Her team made in vitro comparisons of electrospun polyethylene terephthalate and polyurethane (PET/ PU) TETGs, like those used in the European trials, and a polystyrene control scaffold. The control lacks the biomechanical properties needed for an implant, but the cells are known to grow well on its surface.

They found native tissue-derived epithelial cells migrated poorly on the PET/PU material compared to control material and that the PET/PU scaffold failed to support basal stem/progenitor cell proliferation.

“We think the stem cells are not able to interact or attach to the PET/PU scaffold, so like grains of sand they’re just filtering through and finally getting down to the polystyrene base, and that’s a surface the stem cells can attach to,” says Dr. Reynolds, who is also an assistant professor at Ohio State. “If they grow at all, what they do is just make a column of cells.”

“It needs to be a layer and function as a barrier,” she adds.

Surprisingly, when Dr. Chiang tested a PET/PU scaffold patch on small defects in mouse models, the patch re-epithelialized quickly, he says — in two weeks.

“Not only did histology indicate the patch implant formed what appeared to be an epithelium but immunofluorescence revealed this was functional tissue,” Dr. Chiang says.

To narrow the reasons longer-segment implants may fail, the team tested whether morbidity of tracheal replacement in and of itself is contributing to failure. Avoiding detrimental immune responses, the investigators implanted genetically-identical tracheas from one mouse into another, just connecting ends of the donor trachea with the host’s.

“The grafts heal remarkably well and do not develop stenosis or collapse or show signs of respiratory distress,” Dr. Chiang says.

Because of the natural lack of blood supply to the trachea, other studies have suggested a need for staging TETG implants by first putting them where they can create a new blood supply and then implanting them in the windpipe. But the success of the syngeneic implants suggests that with the right construct, that may not be necessary, the researchers say.

Whether or not graft seeding helps with performance of the implants has been controversial. In the mouse models, the investigators saw no differences in the degree of epithelialization or the model’s survival when using grafts seeded with bone marrow mononuclear cells versus unseeded.

The investigators found, however, that seeded cells are rapidly cleared from the scaffold. They suggest that strategies to improve the persistence of seeded cells potentially could influence the outcome, but that remains to be seen.

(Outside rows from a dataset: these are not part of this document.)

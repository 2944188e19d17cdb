use utils::xzmq::SocketContext;

use midnight_connector::connector::MidnightConnectorSettings;
use treasury::{start, treasury_engine::TreasuryEngineSettings};

#[tokio::main]
async fn main() -> Result<(), Box<dyn std::error::Error>> {
    let settings = utils::config::get_config_from_env::<TreasuryEngineSettings>().expect("Failed to load settings.");
    let midnight_connector_settings =
        utils::config::get_config_from_env::<MidnightConnectorSettings>().expect("Failed to load settings.");

    let context = SocketContext::new();
    let api_rx = context.create_pull(&settings.treasury_zmq_pull_address);
    let api_tx = context.create_publisher(&settings.treasury_zmq_publish_address);

    let cli_socket = context.create_response(&settings.treasury_cli_resp_address);

    start(settings, midnight_connector_settings, api_rx, api_tx, cli_socket).await
}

The researchers are continuing their investigations, Dr. Chiang says. “The next questions are how can we accelerate the re-epithelialization process and how can we incorporate and improve compatibility of these materials with the body so that we can scale up from a patch model to something more clinically viable.”

 

References:

  1. Schwartz CM, Stack J, Hill CL, Lallier SW, Chiang T, Johnson J, Reynolds SD. Electrospun scaffolds limit the regenerative potential of the airway epithelium. Laryngoscope Investigative Otolaryngology. 2019 Aug; 4(4):446-454.
  2. Dharmadhikari S, Liu L, Shontz K, Wiet M, White A, Goins A, Akula H, Johnson J, Reynolds SD, Breuer CK, Chiang T. Deconstructing tissue engineered trachea: Assessing he ole of synthetic scaffolds, segmental replacement and sell seeding on cell performance. Acta Biomaterialia. 2020 Jan 15;102:181-191.
  3. Pepper V, Best CA, Buckley K, Schwartz C, Onwuka E, King N, White A, Dharmadhikari S, Reynolds SD, Johnson J, Grischkan J, Breuer CK, Chiang T. Factors influencing poor outcomes in synthetic tissue-engineered tracheal replacement. Otolaryngology – Head and Neck Surgery. 2019 Sep;161(3):458-467.